### Items listed in a dataset
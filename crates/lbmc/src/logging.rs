// SPDX-License-Identifier: Apache-2.0 OR MIT
// Copyright (c) 2025-2026 naskel.com

//! Function-entry tracing.
//!
//! Regular diagnostics go straight through the `log` facade with a bracketed
//! component tag (`[LBMC-WALK]`, `[FragTable]`, ...). The `trace_fn!` macro is
//! reserved for hot-path entry points and compiles to nothing unless the
//! `trace` feature is enabled.
//!
//! ```ignore
//! fn walk(...) {
//!     crate::trace_fn!("walk");
//! }
//! ```

/// Trace function entry (when `trace` feature enabled).
#[macro_export]
#[cfg(feature = "trace")]
macro_rules! trace_fn {
    ($fn_name:expr) => {
        log::trace!("[TRACE] -> {}", $fn_name);
    };
}

/// No-op trace macro (when `trace` feature disabled).
#[macro_export]
#[cfg(not(feature = "trace"))]
macro_rules! trace_fn {
    ($fn_name:expr) => {};
}
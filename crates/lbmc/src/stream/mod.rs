// SPDX-License-Identifier: Apache-2.0 OR MIT
// Copyright (c) 2025-2026 naskel.com

//! Stream and substream correlation.
//!
//! A Stream is one bidirectional conversation between two endpoints, keyed
//! by a [`StreamIdentity`] whose endpoints are stored in canonical order so
//! both directions land on the same Stream. Each Stream is split into
//! Substreams per (source, destination, message stream id), numbered from a
//! per-Stream counter that is never rewound.

use std::collections::HashMap;
use std::net::SocketAddrV4;

use crate::core::FrameMarker;
use crate::protocol::constants::CTXINST_LEN;
use crate::protocol::DomainEndpoint;

/// One side of a conversation.
///
/// Context instances compare byte-lexicographically, address triples in
/// (domain, address, port) order.
#[derive(Debug, Clone, Copy, PartialEq, Eq, PartialOrd, Ord, Hash)]
pub enum StreamEndpoint {
    ContextInstance([u8; CTXINST_LEN]),
    Address(DomainEndpoint),
}

/// Canonically ordered endpoint pair.
#[derive(Debug, Clone, Copy, PartialEq, Eq, Hash)]
pub struct StreamIdentity {
    low: StreamEndpoint,
    high: StreamEndpoint,
}

impl StreamIdentity {
    pub fn new(a: StreamEndpoint, b: StreamEndpoint) -> Self {
        if b < a {
            Self { low: b, high: a }
        } else {
            Self { low: a, high: b }
        }
    }

    /// Endpoints, smaller first.
    pub fn endpoints(&self) -> (StreamEndpoint, StreamEndpoint) {
        (self.low, self.high)
    }
}

/// Source of Stream ids.
pub trait IdAllocator {
    fn next_stream_id(&mut self) -> u64;
}

/// Allocates 1, 2, 3, ...
#[derive(Debug, Clone)]
pub struct SequentialIds {
    next: u64,
}

impl Default for SequentialIds {
    fn default() -> Self {
        Self { next: 1 }
    }
}

impl IdAllocator for SequentialIds {
    fn next_stream_id(&mut self) -> u64 {
        let id = self.next;
        self.next = self.next.wrapping_add(1).max(1);
        id
    }
}

/// Substream key within a Stream.
#[derive(Debug, Clone, Copy, PartialEq, Eq, Hash)]
pub struct SubstreamKey {
    pub source: SocketAddrV4,
    pub destination: SocketAddrV4,
    /// Stream id carried in the message's STREAM header.
    pub stream_id: u32,
}

/// Message/byte counters with first/last seen frames.
#[derive(Debug, Clone, Copy, PartialEq, Eq)]
pub struct Activity {
    pub messages: u64,
    pub bytes: u64,
    pub first_frame: FrameMarker,
    pub last_frame: FrameMarker,
}

impl Activity {
    fn new(frame: FrameMarker) -> Self {
        Self {
            messages: 0,
            bytes: 0,
            first_frame: frame,
            last_frame: frame,
        }
    }

    fn record(&mut self, bytes: u64, frame: FrameMarker) {
        self.messages += 1;
        self.bytes += bytes;
        self.first_frame = self.first_frame.min(frame);
        self.last_frame = self.last_frame.max(frame);
    }
}

#[derive(Debug, Clone)]
pub struct Substream {
    pub id: u32,
    pub key: SubstreamKey,
    pub activity: Activity,
}

#[derive(Debug, Clone)]
pub struct Stream {
    pub id: u64,
    pub identity: StreamIdentity,
    pub activity: Activity,
    next_substream_id: u32,
    substreams: HashMap<SubstreamKey, Substream>,
}

impl Stream {
    fn new(id: u64, identity: StreamIdentity, frame: FrameMarker) -> Self {
        Self {
            id,
            identity,
            activity: Activity::new(frame),
            next_substream_id: 0,
            substreams: HashMap::new(),
        }
    }

    /// Substream id for `key`, allocating the next one on first sight.
    /// Returns `(id, created)`.
    pub fn find_or_create_substream(&mut self, key: SubstreamKey, frame: FrameMarker) -> (u32, bool) {
        if let Some(existing) = self.substreams.get(&key) {
            return (existing.id, false);
        }
        let id = self.next_substream_id;
        self.next_substream_id += 1;
        log::debug!(
            "[Streams] stream {} new substream {} ({} -> {}, id {})",
            self.id,
            id,
            key.source,
            key.destination,
            key.stream_id
        );
        self.substreams.insert(
            key,
            Substream {
                id,
                key,
                activity: Activity::new(frame),
            },
        );
        (id, true)
    }

    /// Count one message of `bytes` on the substream and on this Stream.
    /// Unknown keys only update the Stream.
    pub fn record(&mut self, key: &SubstreamKey, bytes: u64, frame: FrameMarker) {
        if let Some(sub) = self.substreams.get_mut(key) {
            sub.activity.record(bytes, frame);
        }
        self.activity.record(bytes, frame);
    }

    pub fn substream(&self, key: &SubstreamKey) -> Option<&Substream> {
        self.substreams.get(key)
    }

    /// Substreams in id order.
    pub fn substreams(&self) -> Vec<&Substream> {
        let mut subs: Vec<&Substream> = self.substreams.values().collect();
        subs.sort_by_key(|s| s.id);
        subs
    }
}

/// All Streams of a session.
pub struct StreamTracker {
    streams: HashMap<StreamIdentity, Stream>,
    allocator: Box<dyn IdAllocator>,
}

impl Default for StreamTracker {
    fn default() -> Self {
        Self::new(Box::new(SequentialIds::default()))
    }
}

impl StreamTracker {
    pub fn new(allocator: Box<dyn IdAllocator>) -> Self {
        Self {
            streams: HashMap::new(),
            allocator,
        }
    }

    /// Stream between `a` and `b` in either direction, created on first
    /// sight. Returns `(stream, created)`.
    pub fn find_or_create_stream(
        &mut self,
        a: StreamEndpoint,
        b: StreamEndpoint,
        frame: FrameMarker,
    ) -> (&mut Stream, bool) {
        let identity = StreamIdentity::new(a, b);
        let created = !self.streams.contains_key(&identity);
        let allocator = &mut self.allocator;
        let stream = self.streams.entry(identity).or_insert_with(|| {
            let id = allocator.next_stream_id();
            log::debug!("[Streams] new stream {} {:?}", id, identity.endpoints());
            Stream::new(id, identity, frame)
        });
        (stream, created)
    }

    pub fn get(&self, a: StreamEndpoint, b: StreamEndpoint) -> Option<&Stream> {
        self.streams.get(&StreamIdentity::new(a, b))
    }

    /// All Streams in id order.
    pub fn streams(&self) -> Vec<&Stream> {
        let mut streams: Vec<&Stream> = self.streams.values().collect();
        streams.sort_by_key(|s| s.id);
        streams
    }

    pub fn len(&self) -> usize {
        self.streams.len()
    }

    pub fn is_empty(&self) -> bool {
        self.streams.is_empty()
    }

    /// Forget every Stream. The allocator keeps counting.
    pub fn clear(&mut self) {
        self.streams.clear();
    }
}
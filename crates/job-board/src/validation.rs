use std::collections::BTreeSet;

use validator::{ValidationError, ValidationErrors};

use crate::jobs::EmploymentType;

/// Required-field failures raised before a submission is persisted.
#[derive(Debug, Clone, PartialEq, thiserror::Error)]
pub enum ValidationFailure {
    #[error("{0} is required")]
    MissingField(&'static str),
    #[error("email address '{0}' is invalid")]
    InvalidEmail(String),
    #[error("at least one availability option must be selected")]
    MissingAvailability,
    #[error("a resume file is required")]
    MissingResume,
    #[error("consent to data processing is required to apply")]
    ConsentRequired,
    #[error("salary range is inverted (min {min} > max {max})")]
    InvertedSalaryRange { min: f64, max: f64 },
    #[error("submission rejected: {0}")]
    Rejected(String),
}

impl From<ValidationErrors> for ValidationFailure {
    fn from(errors: ValidationErrors) -> Self {
        Self::Rejected(errors.to_string())
    }
}

/// True when `field` (the Rust field name) has at least one error, nested
/// struct errors included.
pub(crate) fn failed(errors: &ValidationErrors, field: &str) -> bool {
    errors.errors().contains_key(field)
}

pub(crate) fn not_blank(value: &str) -> Result<(), ValidationError> {
    if value.trim().is_empty() {
        return Err(ValidationError::new("blank"));
    }
    Ok(())
}

pub(crate) fn consent_given(value: &bool) -> Result<(), ValidationError> {
    if *value {
        Ok(())
    } else {
        Err(ValidationError::new("consent_required"))
    }
}

pub(crate) fn any_selected(value: &BTreeSet<EmploymentType>) -> Result<(), ValidationError> {
    if value.is_empty() {
        return Err(ValidationError::new("empty_selection"));
    }
    Ok(())
}
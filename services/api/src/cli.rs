use crate::commands::{run_export, run_job_list, run_seed, ExportArgs, JobListArgs};
use crate::server;
use clap::{Args, Parser, Subcommand};
use job_board::error::AppError;

#[derive(Parser, Debug)]
#[command(
    name = "Job Board",
    about = "Serve and administer the job board data service",
    version
)]
struct Cli {
    #[command(subcommand)]
    command: Option<Command>,
}

#[derive(Subcommand, Debug)]
enum Command {
    /// Start the HTTP service (default command)
    Serve(ServeArgs),
    /// Initialize empty collections with the starter dataset
    Seed,
    /// Query job postings from the configured store
    Jobs {
        #[command(subcommand)]
        command: JobsCommand,
    },
    /// Print the full dataset as JSON
    Export(ExportArgs),
}

#[derive(Subcommand, Debug)]
enum JobsCommand {
    /// List one page of postings, newest first
    List(JobListArgs),
}

#[derive(Args, Debug, Default)]
pub(crate) struct ServeArgs {
    /// Override the configured host for the HTTP server
    #[arg(long)]
    pub(crate) host: Option<String>,
    /// Override the configured port for the HTTP server
    #[arg(long)]
    pub(crate) port: Option<u16>,
}

pub(crate) async fn run() -> Result<(), AppError> {
    let cli = Cli::parse();
    let command = cli
        .command
        .unwrap_or_else(|| Command::Serve(ServeArgs::default()));

    match command {
        Command::Serve(args) => server::run(args).await,
        Command::Seed => run_seed().await,
        Command::Jobs {
            command: JobsCommand::List(args),
        } => run_job_list(args).await,
        Command::Export(args) => run_export(args).await,
    }
}
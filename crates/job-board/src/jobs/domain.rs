use std::fmt;

use chrono::{DateTime, Utc};
use serde::{Deserialize, Serialize};

use validator::{Validate, ValidationError};

use crate::ids::JobId;
use crate::validation::{failed, not_blank, ValidationFailure};

/// Contract shape of a posting.
#[derive(Debug, Clone, Copy, PartialEq, Eq, PartialOrd, Ord, Hash, Serialize, Deserialize)]
pub enum EmploymentType {
    #[serde(rename = "Full-time")]
    FullTime,
    #[serde(rename = "Part-time")]
    PartTime,
    Contract,
    Temporary,
}

impl EmploymentType {
    pub const ALL: [EmploymentType; 4] = [
        EmploymentType::FullTime,
        EmploymentType::PartTime,
        EmploymentType::Contract,
        EmploymentType::Temporary,
    ];

    pub const fn label(self) -> &'static str {
        match self {
            EmploymentType::FullTime => "Full-time",
            EmploymentType::PartTime => "Part-time",
            EmploymentType::Contract => "Contract",
            EmploymentType::Temporary => "Temporary",
        }
    }

    /// Exact, case-sensitive match against the wire label.
    pub fn from_label(value: &str) -> Option<Self> {
        Self::ALL.into_iter().find(|kind| kind.label() == value)
    }
}

impl fmt::Display for EmploymentType {
    fn fmt(&self, f: &mut fmt::Formatter<'_>) -> fmt::Result {
        f.write_str(self.label())
    }
}

#[derive(Debug, Clone, Copy, PartialEq, Eq, Hash, Serialize, Deserialize)]
pub enum JobCategory {
    Technology,
    Design,
    Administrative,
    Management,
    Marketing,
    Finance,
    Healthcare,
}

/// Advertised pay band, annual or hourly depending on `currency`
/// (`CAD`, `CAD/hr`). `visible = false` keeps it off public listings.
#[derive(Debug, Clone, PartialEq, Serialize, Deserialize, Validate)]
#[validate(schema(function = "ordered_range"))]
pub struct SalaryRange {
    pub min: f64,
    pub max: f64,
    pub currency: String,
    pub visible: bool,
}

fn ordered_range(range: &SalaryRange) -> Result<(), ValidationError> {
    if range.min > range.max {
        return Err(ValidationError::new("inverted_range"));
    }
    Ok(())
}

/// A persisted job posting.
#[derive(Debug, Clone, PartialEq, Serialize, Deserialize)]
#[serde(rename_all = "camelCase")]
pub struct Job {
    pub id: JobId,
    pub title: String,
    pub company: String,
    pub location: String,
    pub employment_type: EmploymentType,
    pub category: JobCategory,
    pub description: String,
    #[serde(default)]
    pub responsibilities: Vec<String>,
    #[serde(default)]
    pub requirements: Vec<String>,
    #[serde(default, skip_serializing_if = "Option::is_none")]
    pub salary: Option<SalaryRange>,
    #[serde(default)]
    pub featured: bool,
    pub posted_date: DateTime<Utc>,
    pub application_deadline: DateTime<Utc>,
}

/// Everything about a posting the caller controls; id and posted date are
/// assigned by the service.
#[derive(Debug, Clone, PartialEq, Serialize, Deserialize, Validate)]
#[serde(rename_all = "camelCase")]
pub struct NewJob {
    #[validate(custom(function = "not_blank"))]
    pub title: String,
    #[validate(custom(function = "not_blank"))]
    pub company: String,
    #[validate(custom(function = "not_blank"))]
    pub location: String,
    pub employment_type: EmploymentType,
    pub category: JobCategory,
    pub description: String,
    #[serde(default)]
    pub responsibilities: Vec<String>,
    #[serde(default)]
    pub requirements: Vec<String>,
    #[serde(default, skip_serializing_if = "Option::is_none")]
    #[validate(nested)]
    pub salary: Option<SalaryRange>,
    #[serde(default)]
    pub featured: bool,
    pub application_deadline: DateTime<Utc>,
}

impl NewJob {
    pub fn check(&self) -> Result<(), ValidationFailure> {
        self.validate().map_err(|errors| {
            for (field, label) in [
                ("title", "title"),
                ("company", "company"),
                ("location", "location"),
            ] {
                if failed(&errors, field) {
                    return ValidationFailure::MissingField(label);
                }
            }
            match &self.salary {
                Some(salary) if failed(&errors, "salary") => {
                    ValidationFailure::InvertedSalaryRange {
                        min: salary.min,
                        max: salary.max,
                    }
                }
                _ => errors.into(),
            }
        })
    }

    pub fn into_job(self, id: JobId, posted_date: DateTime<Utc>) -> Job {
        Job {
            id,
            title: self.title,
            company: self.company,
            location: self.location,
            employment_type: self.employment_type,
            category: self.category,
            description: self.description,
            responsibilities: self.responsibilities,
            requirements: self.requirements,
            salary: self.salary,
            featured: self.featured,
            posted_date,
            application_deadline: self.application_deadline,
        }
    }
}

impl From<Job> for NewJob {
    fn from(job: Job) -> Self {
        Self {
            title: job.title,
            company: job.company,
            location: job.location,
            employment_type: job.employment_type,
            category: job.category,
            description: job.description,
            responsibilities: job.responsibilities,
            requirements: job.requirements,
            salary: job.salary,
            featured: job.featured,
            application_deadline: job.application_deadline,
        }
    }
}

#[cfg(test)]
mod tests {
    use super::*;
    use serde_json::json;

    #[test]
    fn employment_type_uses_hyphenated_labels() {
        let encoded = serde_json::to_value(EmploymentType::FullTime).expect("serializes");
        assert_eq!(encoded, json!("Full-time"));
        assert_eq!(
            EmploymentType::from_label("Part-time"),
            Some(EmploymentType::PartTime)
        );
        assert_eq!(EmploymentType::from_label("part-time"), None);
    }

    #[test]
    fn job_decodes_stored_camel_case_record() {
        let job: Job = serde_json::from_value(json!({
            "id": "5",
            "title": "Graphic Designer",
            "company": "MarketBoost",
            "location": "Markham, ON",
            "employmentType": "Part-time",
            "category": "Marketing",
            "description": "Create visually stunning graphics.",
            "responsibilities": ["Study design briefs"],
            "requirements": ["Branding"],
            "featured": false,
            "postedDate": "2024-07-10T12:00:00.000Z",
            "applicationDeadline": "2024-08-09T12:00:00.000Z"
        }))
        .expect("decodes");

        assert_eq!(job.id, JobId::from("5"));
        assert_eq!(job.employment_type, EmploymentType::PartTime);
        assert!(job.salary.is_none());
        assert_eq!(job.posted_date.to_rfc3339(), "2024-07-10T12:00:00+00:00");
    }

    #[test]
    fn hourly_rates_keep_their_fraction() {
        let salary: SalaryRange = serde_json::from_value(json!({
            "min": 22.5,
            "max": 27.75,
            "currency": "CAD/hr",
            "visible": true
        }))
        .expect("decodes");
        assert_eq!(salary.min, 22.5);
        assert_eq!(serde_json::to_value(&salary).expect("encodes")["max"], json!(27.75));
        assert!(salary.validate().is_ok());
    }

    #[test]
    fn check_flags_blank_fields_and_inverted_salary() {
        let job: Job = serde_json::from_value(json!({
            "id": "x",
            "title": "Analyst",
            "company": "Acme",
            "location": "Remote",
            "employmentType": "Contract",
            "category": "Finance",
            "description": "",
            "salary": { "min": 90, "max": 60, "currency": "CAD/hr", "visible": true },
            "postedDate": "2024-07-10T12:00:00Z",
            "applicationDeadline": "2024-08-09T12:00:00Z"
        }))
        .expect("decodes");
        let mut draft = NewJob::from(job);

        assert_eq!(
            draft.check(),
            Err(ValidationFailure::InvertedSalaryRange {
                min: 90.0,
                max: 60.0
            })
        );

        draft.salary = None;
        assert!(draft.check().is_ok());

        draft.company = "  ".to_string();
        assert_eq!(
            draft.check(),
            Err(ValidationFailure::MissingField("company"))
        );
    }
}
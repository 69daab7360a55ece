use std::sync::Arc;

use axum::extract::State;
use axum::http::{header, StatusCode};
use axum::response::{IntoResponse, Response};
use axum::routing::get;
use axum::{Json, Router};
use serde::{Deserialize, Serialize};
use serde_json::json;
use tracing::error;

use crate::applications::EmployeeApplication;
use crate::inquiries::EmployerInquiry;
use crate::jobs::Job;
use crate::store::{Store, StoreBackend};

/// The whole persisted dataset, keyed the same way as the store.
#[derive(Debug, Clone, Default, PartialEq, Serialize, Deserialize)]
#[serde(rename_all = "camelCase")]
pub struct DatasetSnapshot {
    pub jobs: Vec<Job>,
    pub employee_applications: Vec<EmployeeApplication>,
    pub employer_inquiries: Vec<EmployerInquiry>,
}

/// Read-only export of every collection, open to any origin.
pub fn dataset_router<B>(store: Arc<Store<B>>) -> Router
where
    B: StoreBackend + 'static,
{
    Router::new()
        .route("/api/data", get(snapshot_handler::<B>))
        .with_state(store)
}

pub(crate) async fn snapshot_handler<B>(State(store): State<Arc<Store<B>>>) -> Response
where
    B: StoreBackend + 'static,
{
    let cors = [(header::ACCESS_CONTROL_ALLOW_ORIGIN, "*")];
    match store.snapshot().await {
        Ok(snapshot) => (StatusCode::OK, cors, Json(snapshot)).into_response(),
        Err(err) => {
            error!(error = %err, "dataset snapshot failed");
            let payload = json!({ "error": "failed to read dataset" });
            (StatusCode::INTERNAL_SERVER_ERROR, cors, Json(payload)).into_response()
        }
    }
}
//! Job board data service: public listings and search, employee applications,
//! employer inquiries, and the admin operations over all three.

pub mod applications;
pub mod board;
pub mod config;
pub mod dataset;
pub mod error;
pub mod ids;
pub mod inquiries;
pub mod jobs;
pub mod latency;
pub mod store;
pub mod telemetry;
pub mod validation;

pub use board::JobBoard;
mod cli;
mod commands;
mod infra;
mod routes;
mod server;

use job_board::error::AppError;

pub async fn run() -> Result<(), AppError> {
    cli::run().await
}
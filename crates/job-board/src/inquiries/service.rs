use std::cmp::Reverse;
use std::sync::Arc;

use chrono::Utc;
use tracing::info;

use super::domain::{EmployerInquiry, InquirySubmission};
use crate::ids::InquiryId;
use crate::latency::SimulatedLatency;
use crate::store::{CollectionKey, Record, Store, StoreBackend, StoreError};
use crate::validation::ValidationFailure;

impl Record for EmployerInquiry {
    const KEY: CollectionKey = CollectionKey::EmployerInquiries;

    fn record_id(&self) -> &str {
        self.id.as_str()
    }
}

/// Employer staffing inquiries. Append-only apart from deletion.
pub struct InquiryService<B> {
    store: Arc<Store<B>>,
    latency: SimulatedLatency,
}

impl<B: StoreBackend> InquiryService<B> {
    pub fn new(store: Arc<Store<B>>, latency: SimulatedLatency) -> Self {
        Self { store, latency }
    }

    /// All inquiries, most recently submitted first.
    pub async fn list(&self) -> Result<Vec<EmployerInquiry>, InquiryServiceError> {
        let outcome = match self.store.load::<EmployerInquiry>().await {
            Ok(mut inquiries) => {
                inquiries.sort_by_key(|inquiry| Reverse(inquiry.submitted_at));
                Ok(inquiries)
            }
            Err(err) => Err(err.into()),
        };
        self.latency.settle(outcome).await
    }

    pub async fn create(
        &self,
        submission: InquirySubmission,
    ) -> Result<EmployerInquiry, InquiryServiceError> {
        if let Err(failure) = submission.check() {
            return self.latency.settle(Err(failure.into())).await;
        }

        let inquiry = EmployerInquiry {
            id: InquiryId::generate(),
            details: submission,
            submitted_at: Utc::now(),
        };
        let outcome = self
            .store
            .modify(|inquiries: &mut Vec<EmployerInquiry>| {
                inquiries.push(inquiry.clone());
                Ok::<_, InquiryServiceError>(inquiry)
            })
            .await;

        if let Ok(inquiry) = &outcome {
            info!(
                inquiry_id = %inquiry.id,
                company = %inquiry.details.company_name,
                "employer inquiry received"
            );
        }
        self.latency.settle(outcome).await
    }

    /// Removes the inquiry if present; unknown ids are not an error.
    pub async fn delete(&self, id: &InquiryId) -> Result<(), InquiryServiceError> {
        let outcome = self
            .store
            .modify(|inquiries: &mut Vec<EmployerInquiry>| {
                inquiries.retain(|inquiry| &inquiry.id != id);
                Ok::<_, InquiryServiceError>(())
            })
            .await;
        self.latency.settle(outcome).await
    }
}

#[derive(Debug, thiserror::Error)]
pub enum InquiryServiceError {
    #[error(transparent)]
    Validation(#[from] ValidationFailure),
    #[error(transparent)]
    Store(#[from] StoreError),
}
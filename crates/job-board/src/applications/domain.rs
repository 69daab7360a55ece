use std::collections::BTreeSet;

use chrono::{DateTime, Utc};
use serde::{Deserialize, Serialize};
use validator::Validate;

use crate::ids::ApplicationId;
use crate::jobs::EmploymentType;
use crate::validation::{any_selected, consent_given, failed, not_blank, ValidationFailure};

/// Candidate-provided fields from the application form.
#[derive(Debug, Clone, PartialEq, Eq, Serialize, Deserialize, Validate)]
#[serde(rename_all = "camelCase")]
pub struct ApplicationSubmission {
    #[validate(custom(function = "not_blank"))]
    pub full_name: String,
    #[validate(email)]
    pub email: String,
    #[serde(default)]
    pub phone: String,
    #[serde(default)]
    pub address: String,
    #[serde(default)]
    #[validate(custom(function = "any_selected"))]
    pub availability: BTreeSet<EmploymentType>,
    #[serde(default)]
    pub desired_industries: String,
    #[serde(default)]
    pub skills: String,
    #[serde(default)]
    pub work_history: String,
    /// Embedded resume payload, typically a `data:` URL.
    #[serde(default)]
    #[validate(length(min = 1))]
    pub resume: String,
    #[serde(default, skip_serializing_if = "Option::is_none")]
    pub resume_filename: Option<String>,
    #[serde(default)]
    pub cover_letter: String,
    /// Free-text role the candidate wants; not linked to a job record.
    #[serde(default)]
    #[validate(custom(function = "not_blank"))]
    pub job_title: String,
    #[serde(default)]
    #[validate(custom(function = "consent_given"))]
    pub data_consent: bool,
}

impl ApplicationSubmission {
    /// Reports the first failing field in form order.
    pub fn check(&self) -> Result<(), ValidationFailure> {
        self.validate().map_err(|errors| {
            if failed(&errors, "full_name") {
                ValidationFailure::MissingField("fullName")
            } else if failed(&errors, "email") {
                ValidationFailure::InvalidEmail(self.email.clone())
            } else if failed(&errors, "job_title") {
                ValidationFailure::MissingField("jobTitle")
            } else if failed(&errors, "resume") {
                ValidationFailure::MissingResume
            } else if failed(&errors, "availability") {
                ValidationFailure::MissingAvailability
            } else if failed(&errors, "data_consent") {
                ValidationFailure::ConsentRequired
            } else {
                errors.into()
            }
        })
    }
}

/// A stored employee application.
#[derive(Debug, Clone, PartialEq, Eq, Serialize, Deserialize)]
#[serde(rename_all = "camelCase")]
pub struct EmployeeApplication {
    pub id: ApplicationId,
    #[serde(flatten)]
    pub details: ApplicationSubmission,
    pub submitted_at: DateTime<Utc>,
}

#[cfg(test)]
mod tests {
    use super::*;
    use serde_json::json;

    fn submission() -> ApplicationSubmission {
        ApplicationSubmission {
            full_name: "Priya Raman".to_string(),
            email: "priya@example.com".to_string(),
            phone: "416-555-0101".to_string(),
            address: String::new(),
            availability: BTreeSet::from([EmploymentType::FullTime, EmploymentType::Contract]),
            desired_industries: "Technology".to_string(),
            skills: "React, TypeScript".to_string(),
            work_history: String::new(),
            resume: "data:application/pdf;base64,JVBERi0xLjQK".to_string(),
            resume_filename: Some("priya.pdf".to_string()),
            cover_letter: String::new(),
            job_title: "Senior Frontend Developer".to_string(),
            data_consent: true,
        }
    }

    #[test]
    fn complete_submission_passes() {
        assert!(submission().check().is_ok());
    }

    #[test]
    fn each_required_field_is_enforced() {
        let mut missing_name = submission();
        missing_name.full_name = " ".to_string();
        assert_eq!(
            missing_name.check(),
            Err(ValidationFailure::MissingField("fullName"))
        );

        let mut bad_email = submission();
        bad_email.email = "priya-at-example".to_string();
        assert!(matches!(
            bad_email.check(),
            Err(ValidationFailure::InvalidEmail(_))
        ));

        let mut no_title = submission();
        no_title.job_title.clear();
        assert_eq!(
            no_title.check(),
            Err(ValidationFailure::MissingField("jobTitle"))
        );

        let mut no_resume = submission();
        no_resume.resume.clear();
        assert_eq!(no_resume.check(), Err(ValidationFailure::MissingResume));

        let mut no_availability = submission();
        no_availability.availability.clear();
        assert_eq!(
            no_availability.check(),
            Err(ValidationFailure::MissingAvailability)
        );

        let mut no_consent = submission();
        no_consent.data_consent = false;
        assert_eq!(no_consent.check(), Err(ValidationFailure::ConsentRequired));
    }

    #[test]
    fn stored_application_is_flat_camel_case() {
        let stored = EmployeeApplication {
            id: ApplicationId::from("a-1"),
            details: submission(),
            submitted_at: "2024-07-25T09:30:00Z".parse().expect("timestamp"),
        };
        let encoded = serde_json::to_value(&stored).expect("serializes");
        assert_eq!(encoded["id"], json!("a-1"));
        assert_eq!(encoded["fullName"], json!("Priya Raman"));
        assert_eq!(encoded["availability"], json!(["Full-time", "Contract"]));
        assert_eq!(encoded["dataConsent"], json!(true));
        assert_eq!(encoded["submittedAt"], json!("2024-07-25T09:30:00Z"));

        let decoded: EmployeeApplication = serde_json::from_value(encoded).expect("decodes");
        assert_eq!(decoded, stored);
    }
}
//! Employee applications submitted through the public intake form.

pub mod domain;
pub mod router;
pub mod service;

pub use domain::{ApplicationSubmission, EmployeeApplication};
pub use router::application_router;
pub use service::{ApplicationService, ApplicationServiceError};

### WHAT TO PRODUCE
What you return must be the lines above that run from the line with "pub struct InquiryService<B>" to the line with "#[derive(Debug, thiserror::Error)]", inclusive, each copied exactly.

### FINISHED TASK
pub struct InquiryService<B> {
    store: Arc<Store<B>>,
    latency: SimulatedLatency,
}

impl<B: StoreBackend> InquiryService<B> {
    pub fn new(store: Arc<Store<B>>, latency: SimulatedLatency) -> Self {
        Self { store, latency }
    }

    /// All inquiries, most recently submitted first.
    pub async fn list(&self) -> Result<Vec<EmployerInquiry>, InquiryServiceError> {
        let outcome = match self.store.load::<EmployerInquiry>().await {
            Ok(mut inquiries) => {
                inquiries.sort_by_key(|inquiry| Reverse(inquiry.submitted_at));
                Ok(inquiries)
            }
            Err(err) => Err(err.into()),
        };
        self.latency.settle(outcome).await
    }

    pub async fn create(
        &self,
        submission: InquirySubmission,
    ) -> Result<EmployerInquiry, InquiryServiceError> {
        if let Err(failure) = submission.check() {
            return self.latency.settle(Err(failure.into())).await;
        }

        let inquiry = EmployerInquiry {
            id: InquiryId::generate(),
            details: submission,
            submitted_at: Utc::now(),
        };
        let outcome = self
            .store
            .modify(|inquiries: &mut Vec<EmployerInquiry>| {
                inquiries.push(inquiry.clone());
                Ok::<_, InquiryServiceError>(inquiry)
            })
            .await;

        if let Ok(inquiry) = &outcome {
            info!(
                inquiry_id = %inquiry.id,
                company = %inquiry.details.company_name,
                "employer inquiry received"
            );
        }
        self.latency.settle(outcome).await
    }

    /// Removes the inquiry if present; unknown ids are not an error.
    pub async fn delete(&self, id: &InquiryId) -> Result<(), InquiryServiceError> {
        let outcome = self
            .store
            .modify(|inquiries: &mut Vec<EmployerInquiry>| {
                inquiries.retain(|inquiry| &inquiry.id != id);
                Ok::<_, InquiryServiceError>(())
            })
            .await;
        self.latency.settle(outcome).await
    }
}

#[derive(Debug, thiserror::Error)]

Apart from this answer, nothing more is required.